- **Supplied material**
[Start of section]
/// Bounded windows of buffer text around the cursor, recomputed per
/// trigger. `prefix` ends exactly at the cursor offset; both windows are
/// truncated at whole-line granularity, never mid-line.
#[derive(Debug, Clone, PartialEq, Eq)]
pub struct DocumentContext {
    pub prefix: String,
    pub suffix: String,
    pub previous_line: String,
    pub previous_non_empty_line: String,
    pub next_non_empty_line: String,
}

/// Whether an automatic trigger should fire at this cursor position.
#[derive(Debug, Clone, Copy, PartialEq, Eq)]
pub enum TriggerVerdict {
    Valid,
    /// The text before the cursor on the current line is only whitespace
    /// followed by letters: the user is mid-identifier.
    MidWord,
    /// The rest of the current line contains a word character; a
    /// completion here would collide with existing trailing code.
    TrailingText,
}

impl TriggerVerdict {
    pub fn is_valid(&self) -> bool {
        matches!(self, TriggerVerdict::Valid)
    }
}

/// Clamp `offset` to the buffer length and back onto a char boundary.
/// Host-reported offsets should already satisfy both; every entry point
/// that indexes the buffer clamps anyway.
pub fn clamp_offset(text: &str, offset: usize) -> usize {
    let mut o = offset.min(text.len());
    while o > 0 && !text.is_char_boundary(o) {
        o -= 1;
    }
    o
}

/// Text on the cursor's line before the cursor.
pub fn current_line_prefix(text: &str, offset: usize) -> &str {
    let o = clamp_offset(text, offset);
    let before = &text[..o];
    match before.rfind('\n') {
        Some(nl) => &before[nl + 1..],
        None => before,
    }
}

/// Text on the cursor's line after the cursor, excluding the newline.
pub fn current_line_suffix(text: &str, offset: usize) -> &str {
    let o = clamp_offset(text, offset);
    let after = &text[o..];
    match after.find('\n') {
        Some(nl) => &after[..nl],
        None => after,
    }
}

/// Extract bounded prefix/suffix windows around `offset`.
///
/// Lines are accumulated away from the cursor until the next whole line
/// would overflow the budget; that line and everything beyond it are
/// dropped. Returns `None` when the buffer is empty up to the cursor.
pub fn extract(
    text: &str,
    offset: usize,
    max_prefix_chars: usize,
    max_suffix_chars: usize,
) -> Option<DocumentContext> {
    let o = clamp_offset(text, offset);
    let before = &text[..o];
    let after = &text[o..];

    if before.is_empty() {
        return None;
    }

    // Backward walk: candidate cuts are line starts, nearest first.
    let mut starts = vec![0usize];
    for (i, b) in before.bytes().enumerate() {
        if b == b'\n' {
            starts.push(i + 1);
        }
    }
    let mut cut = o;
    for &s in starts.iter().rev() {
        if o - s <= max_prefix_chars {
            cut = s;
        } else {
            break;
        }
    }
    let prefix = before[cut..].to_string();

    // Forward walk: candidate cuts are just past each newline, plus the
    // end of the buffer.
    let mut ends = Vec::new();
    for (i, b) in after.bytes().enumerate() {
        if b == b'\n' {
            ends.push(i + 1);
        }
    }
    ends.push(after.len());
    let mut fcut = 0usize;
    for &e in &ends {
        if e <= max_suffix_chars {
            fcut = e;
        } else {
            break;
        }
    }
    let suffix = after[..fcut].to_string();

    let before_lines: Vec<&str> = before.split('\n').collect();
    let n = before_lines.len();
    let previous_line = if n >= 2 { before_lines[n - 2] } else { "" };
    let previous_non_empty_line = before_lines[..n - 1]
        .iter()
        .rev()
        .find(|l| !l.trim().is_empty())
        .copied()
        .unwrap_or("");

    // Skip the remainder of the cursor's own line, then find the nearest
    // non-blank line below.
    let next_non_empty_line = after
        .split('\n')
        .skip(1)
        .find(|l| !l.trim().is_empty())
        .unwrap_or("");

    Some(DocumentContext {
        prefix,
        suffix,
        previous_line: previous_line.to_string(),
        previous_non_empty_line: previous_non_empty_line.to_string(),
        next_non_empty_line: next_non_empty_line.to_string(),
    })
}

/// Decide whether an automatic trigger at `offset` is worth firing.
/// Explicit invocations bypass this check.
pub fn trigger_verdict(text: &str, offset: usize) -> TriggerVerdict {
    let line_prefix = current_line_prefix(text, offset);
    let trimmed = line_prefix.trim_start();
    if !trimmed.is_empty() && trimmed.chars().all(|c| c.is_ascii_alphabetic()) {
        return TriggerVerdict::MidWord;
    }

    let line_suffix = current_line_suffix(text, offset);
    if line_suffix
        .chars()
        .any(|c| c.is_alphanumeric() || c == '_')
    {
        return TriggerVerdict::TrailingText;
    }

    TriggerVerdict::Valid
}

#[cfg(test)]
mod tests {
    use super::*;

    #[test]
    fn test_empty_before_cursor_yields_none() {
        assert!(extract("", 0, 100, 100).is_none());
        assert!(extract("fn main() {}", 0, 100, 100).is_none());
    }

    #[test]
    fn test_prefix_ends_at_cursor() {
        let text = "let a = 1;\nlet b = ";
        let ctx = extract(text, text.len(), 100, 100).unwrap();
        assert_eq!(ctx.prefix, text);
        assert!(ctx.prefix.ends_with("let b = "));
    }

    #[test]
    fn test_prefix_budget_truncates_whole_lines() {
        let text = "aaaa\nbbbb\ncccc\ndd";
        // Budget of 8 fits "cccc\ndd" (7 chars) but not "bbbb\ncccc\ndd".
        let ctx = extract(text, text.len(), 8, 100).unwrap();
        assert_eq!(ctx.prefix, "cccc\ndd");
        assert!(ctx.prefix.len() <= 8);
    }

    #[test]
    fn test_prefix_never_cut_mid_line() {
        let text = "aaaa\nbbbb\ncc";
        for budget in 0..=text.len() {
            let ctx = extract(text, text.len(), budget, 100).unwrap();
            assert!(ctx.prefix.len() <= budget);
            // Any kept prefix starts at a line boundary.
            if !ctx.prefix.is_empty() {
                let start = text.len() - ctx.prefix.len();
                assert!(start == 0 || text.as_bytes()[start - 1] == b'\n');
            }
        }
    }

    #[test]
    fn test_suffix_budget_truncates_whole_lines() {
        let text = "x\nAAAA\nBBBB\nCCCC";
        let ctx = extract(text, 1, 100, 11).unwrap();
        // "\nAAAA\nBBBB\n" is 11 chars; "CCCC" does not fit.
        assert_eq!(ctx.suffix, "\nAAAA\nBBBB\n");
        assert!(ctx.suffix.len() <= 11);
    }

    #[test]
    fn test_suffix_budget_invariant() {
        let text = "x\nAAAA\nBBBB\nCCCC";
        for budget in 0..=text.len() {
            let ctx = extract(text, 1, 100, budget).unwrap();
            assert!(ctx.suffix.len() <= budget, "budget {}", budget);
        }
    }

    #[test]
    fn test_neighbor_lines() {
        let text = "fn top() {}\n\nfn mid() {\n    let x = \n\n    let y = 2;\n}";
        let offset = text.find("let x = ").unwrap() + "let x = ".len();
        let ctx = extract(text, offset, 1000, 1000).unwrap();
        assert_eq!(ctx.previous_line, "fn mid() {");
        assert_eq!(ctx.previous_non_empty_line, "fn mid() {");
        assert_eq!(ctx.next_non_empty_line, "    let y = 2;");
    }

    #[test]
    fn test_previous_line_blank_but_non_empty_found_above() {
        let text = "first line\n\ncursor ";
        let ctx = extract(text, text.len(), 1000, 1000).unwrap();
        assert_eq!(ctx.previous_line, "");
        assert_eq!(ctx.previous_non_empty_line, "first line");
    }

    #[test]
    fn test_no_neighbor_lines_means_empty_strings() {
        let text = "only ";
        let ctx = extract(text, text.len(), 1000, 1000).unwrap();
        assert_eq!(ctx.previous_line, "");
        assert_eq!(ctx.previous_non_empty_line, "");
        assert_eq!(ctx.next_non_empty_line, "");
    }

    #[test]
    fn test_mid_word_guard() {
        // Line before cursor is whitespace plus letters only.
        let text = "  fo";
        assert_eq!(trigger_verdict(text, text.len()), TriggerVerdict::MidWord);
        let text = "fn main() {\n    fo";
        assert_eq!(trigger_verdict(text, text.len()), TriggerVerdict::MidWord);
    }

    #[test]
    fn test_trailing_text_guard() {
        let text = "let x = |rest";
        let offset = text.find('|').unwrap();
        let text = text.replace('|', "");
        assert_eq!(
            trigger_verdict(&text, offset),
            TriggerVerdict::TrailingText
        );
    }

    #[test]
    fn test_valid_after_punctuation() {
        let text = "let x = ";
        assert_eq!(trigger_verdict(text, text.len()), TriggerVerdict::Valid);
        let text = "foo(";
        assert_eq!(trigger_verdict(text, text.len()), TriggerVerdict::Valid);
    }

    #[test]
    fn test_trailing_punctuation_only_is_valid() {
        // Closing brackets after the cursor are not word characters.
        let text = "foo()";
        let offset = text.len() - 1;
        assert_eq!(trigger_verdict(text, offset), TriggerVerdict::Valid);
    }

    #[test]
    fn test_line_helpers() {
        let text = "ab\ncd ef\ngh";
        let offset = text.find("ef").unwrap();
        assert_eq!(current_line_prefix(text, offset), "cd ");
        assert_eq!(current_line_suffix(text, offset), "ef");
    }

    #[test]
    fn test_clamped_offset_on_non_boundary() {
        let text = "héllo";
        // Offset 2 is inside the two-byte 'é'; clamping must not panic.
        let _ = extract(text, 2, 100, 100);
        let _ = trigger_verdict(text, 2);
    }

    #[test]
    fn test_clamp_offset_values() {
        let text = "héllo";
        assert_eq!(clamp_offset(text, 2), 1);
        assert_eq!(clamp_offset(text, 3), 3);
        assert_eq!(clamp_offset(text, 100), text.len());
    }
}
[End of section]
- **What is needed**
Each line of the records, from the opening one through the line holding "buffer clamps anyway.", should be restated word for word, with nothing else in the answer.

- **Solution to the exercise**
/// Bounded windows of buffer text around the cursor, recomputed per
/// trigger. `prefix` ends exactly at the cursor offset; both windows are
/// truncated at whole-line granularity, never mid-line.
#[derive(Debug, Clone, PartialEq, Eq)]
pub struct DocumentContext {
    pub prefix: String,
    pub suffix: String,
    pub previous_line: String,
    pub previous_non_empty_line: String,
    pub next_non_empty_line: String,
}

/// Whether an automatic trigger should fire at this cursor position.
#[derive(Debug, Clone, Copy, PartialEq, Eq)]
pub enum TriggerVerdict {
    Valid,
    /// The text before the cursor on the current line is only whitespace
    /// followed by letters: the user is mid-identifier.
    MidWord,
    /// The rest of the current line contains a word character; a
    /// completion here would collide with existing trailing code.
    TrailingText,
}

impl TriggerVerdict {
    pub fn is_valid(&self) -> bool {
        matches!(self, TriggerVerdict::Valid)
    }
}

/// Clamp `offset` to the buffer length and back onto a char boundary.
/// Host-reported offsets should already satisfy both; every entry point
/// that indexes the buffer clamps anyway.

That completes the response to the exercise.